• _Your objective_
What you give back must match the data character for character.

Dataset START

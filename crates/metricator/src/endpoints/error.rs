use axum::Json;
use axum::http::StatusCode;
use axum::response::{IntoResponse, Response};
use metricator_service::caching::CacheError;
use metricator_service::tasks::{DispatchError, StatusError};
use sentry::integrations::anyhow::capture_anyhow;
use serde::{Deserialize, Serialize};

#[derive(Debug)]
pub struct ResponseError {
    status: StatusCode,
    err: anyhow::Error,
}

impl From<DispatchError> for ResponseError {
    fn from(err: DispatchError) -> Self {
        let status = match err {
            DispatchError::InvalidArgument(_) => StatusCode::BAD_REQUEST,
            DispatchError::DataUnavailable | DispatchError::TooManyRequests => {
                StatusCode::SERVICE_UNAVAILABLE
            }
            DispatchError::Store(_) => StatusCode::INTERNAL_SERVER_ERROR,
        };
        Self {
            status,
            err: err.into(),
        }
    }
}

impl From<StatusError> for ResponseError {
    fn from(err: StatusError) -> Self {
        Self {
            status: StatusCode::NOT_FOUND,
            err: err.into(),
        }
    }
}

impl From<CacheError> for ResponseError {
    fn from(err: CacheError) -> Self {
        Self {
            status: StatusCode::INTERNAL_SERVER_ERROR,
            err: anyhow::Error::new(err).context("failed to read the cache"),
        }
    }
}

impl From<(StatusCode, &'static str)> for ResponseError {
    fn from((status, msg): (StatusCode, &'static str)) -> Self {
        Self {
            status,
            err: anyhow::anyhow!(msg),
        }
    }
}

impl From<anyhow::Error> for ResponseError {
    fn from(err: anyhow::Error) -> Self {
        Self {
            status: StatusCode::INTERNAL_SERVER_ERROR,
            err,
        }
    }
}

impl IntoResponse for ResponseError {
    fn into_response(self) -> Response {
        if self.status.is_server_error() && self.status != StatusCode::SERVICE_UNAVAILABLE {
            capture_anyhow(&self.err);
        }
        let mut response = Json(ApiErrorResponse::from(self.err)).into_response();
        *response.status_mut() = self.status;
        response
    }
}

/// An error response from an api.
#[derive(Serialize, Deserialize, Default, Debug)]
pub struct ApiErrorResponse {
    detail: Option<String>,
    #[serde(skip_serializing_if = "Option::is_none")]
    causes: Option<Vec<String>>,
}

impl From<anyhow::Error> for ApiErrorResponse {
    fn from(err: anyhow::Error) -> Self {
        let mut chain = err.chain().map(|err| err.to_string());
        let detail = chain.next();
        let causes: Vec<_> = chain.collect();
        let causes = if causes.is_empty() {
            None
        } else {
            Some(causes)
        };

        ApiErrorResponse { detail, causes }
    }
}

#[cfg(test)]
mod tests {
    use super::*;

    #[test]
    fn dispatch_errors_map_to_status_codes() {
        let status = |err: DispatchError| ResponseError::from(err).into_response().status();

        assert_eq!(
            status(DispatchError::InvalidArgument("no metrics provided".into())),
            StatusCode::BAD_REQUEST
        );
        assert_eq!(status(DispatchError::DataUnavailable), StatusCode::SERVICE_UNAVAILABLE);
        assert_eq!(status(DispatchError::TooManyRequests), StatusCode::SERVICE_UNAVAILABLE);
        assert_eq!(
            status(DispatchError::Store(CacheError::StoreUnavailable("disk".into()))),
            StatusCode::INTERNAL_SERVER_ERROR
        );
    }

    #[test]
    fn error_chain_becomes_causes() {
        let err = anyhow::Error::new(CacheError::CorruptEntry("bad json".into()))
            .context("failed to read the cache");
        let response = ApiErrorResponse::from(err);

        assert_eq!(response.detail.as_deref(), Some("failed to read the cache"));
        assert_eq!(response.causes.map(|c| c.len()), Some(1));
    }
}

Dataset END

• _Answer to the problem_
filename crates/metricator/src/endpoints/error.rs
use axum::Json;
use axum::http::StatusCode;
use axum::response::{IntoResponse, Response};
use metricator_service::caching::CacheError;
use metricator_service::tasks::{DispatchError, StatusError};
use sentry::integrations::anyhow::capture_anyhow;
use serde::{Deserialize, Serialize};

#[derive(Debug)]
pub struct ResponseError {
    status: StatusCode,
    err: anyhow::Error,
}

impl From<DispatchError> for ResponseError {
    fn from(err: DispatchError) -> Self {
        let status = match err {
            DispatchError::InvalidArgument(_) => StatusCode::BAD_REQUEST,
            DispatchError::DataUnavailable | DispatchError::TooManyRequests => {
                StatusCode::SERVICE_UNAVAILABLE
            }
            DispatchError::Store(_) => StatusCode::INTERNAL_SERVER_ERROR,
        };
        Self {
            status,
            err: err.into(),
        }
    }
}

impl From<StatusError> for ResponseError {
    fn from(err: StatusError) -> Self {
        Self {
            status: StatusCode::NOT_FOUND,
            err: err.into(),
        }
    }
}

impl From<CacheError> for ResponseError {
    fn from(err: CacheError) -> Self {
        Self {
            status: StatusCode::INTERNAL_SERVER_ERROR,
            err: anyhow::Error::new(err).context("failed to read the cache"),
        }
    }
}

impl From<(StatusCode, &'static str)> for ResponseError {
    fn from((status, msg): (StatusCode, &'static str)) -> Self {
        Self {
            status,
            err: anyhow::anyhow!(msg),
        }
    }
}

impl From<anyhow::Error> for ResponseError {
    fn from(err: anyhow::Error) -> Self {
        Self {
            status: StatusCode::INTERNAL_SERVER_ERROR,
            err,
        }
    }
}

impl IntoResponse for ResponseError {
    fn into_response(self) -> Response {
        if self.status.is_server_error() && self.status != StatusCode::SERVICE_UNAVAILABLE {
            capture_anyhow(&self.err);
        }
        let mut response = Json(ApiErrorResponse::from(self.err)).into_response();
        *response.status_mut() = self.status;
        response
    }
}

/// An error response from an api.
#[derive(Serialize, Deserialize, Default, Debug)]
pub struct ApiErrorResponse {
    detail: Option<String>,
    #[serde(skip_serializing_if = "Option::is_none")]
    causes: Option<Vec<String>>,
}

impl From<anyhow::Error> for ApiErrorResponse {
    fn from(err: anyhow::Error) -> Self {
        let mut chain = err.chain().map(|err| err.to_string());
        let detail = chain.next();
        let causes: Vec<_> = chain.collect();
        let causes = if causes.is_empty() {
            None
        } else {
            Some(causes)
        };

        ApiErrorResponse { detail, causes }
    }
}

#[cfg(test)]
mod tests {
    use super::*;

    #[test]
    fn dispatch_errors_map_to_status_codes() {
        let status = |err: DispatchError| ResponseError::from(err).into_response().status();

        assert_eq!(
            status(DispatchError::InvalidArgument("no metrics provided".into())),
            StatusCode::BAD_REQUEST
        );
        assert_eq!(status(DispatchError::DataUnavailable), StatusCode::SERVICE_UNAVAILABLE);
        assert_eq!(status(DispatchError::TooManyRequests), StatusCode::SERVICE_UNAVAILABLE);
        assert_eq!(
            status(DispatchError::Store(CacheError::StoreUnavailable("disk".into()))),
            StatusCode::INTERNAL_SERVER_ERROR
        );
    }

    #[test]
    fn error_chain_becomes_causes() {
        let err = anyhow::Error::new(CacheError::CorruptEntry("bad json".into()))
            .context("failed to read the cache");
        let response = ApiErrorResponse::from(err);

        assert_eq!(response.detail.as_deref(), Some("failed to read the cache"));
        assert_eq!(response.causes.map(|c| c.len()), Some(1));
    }
}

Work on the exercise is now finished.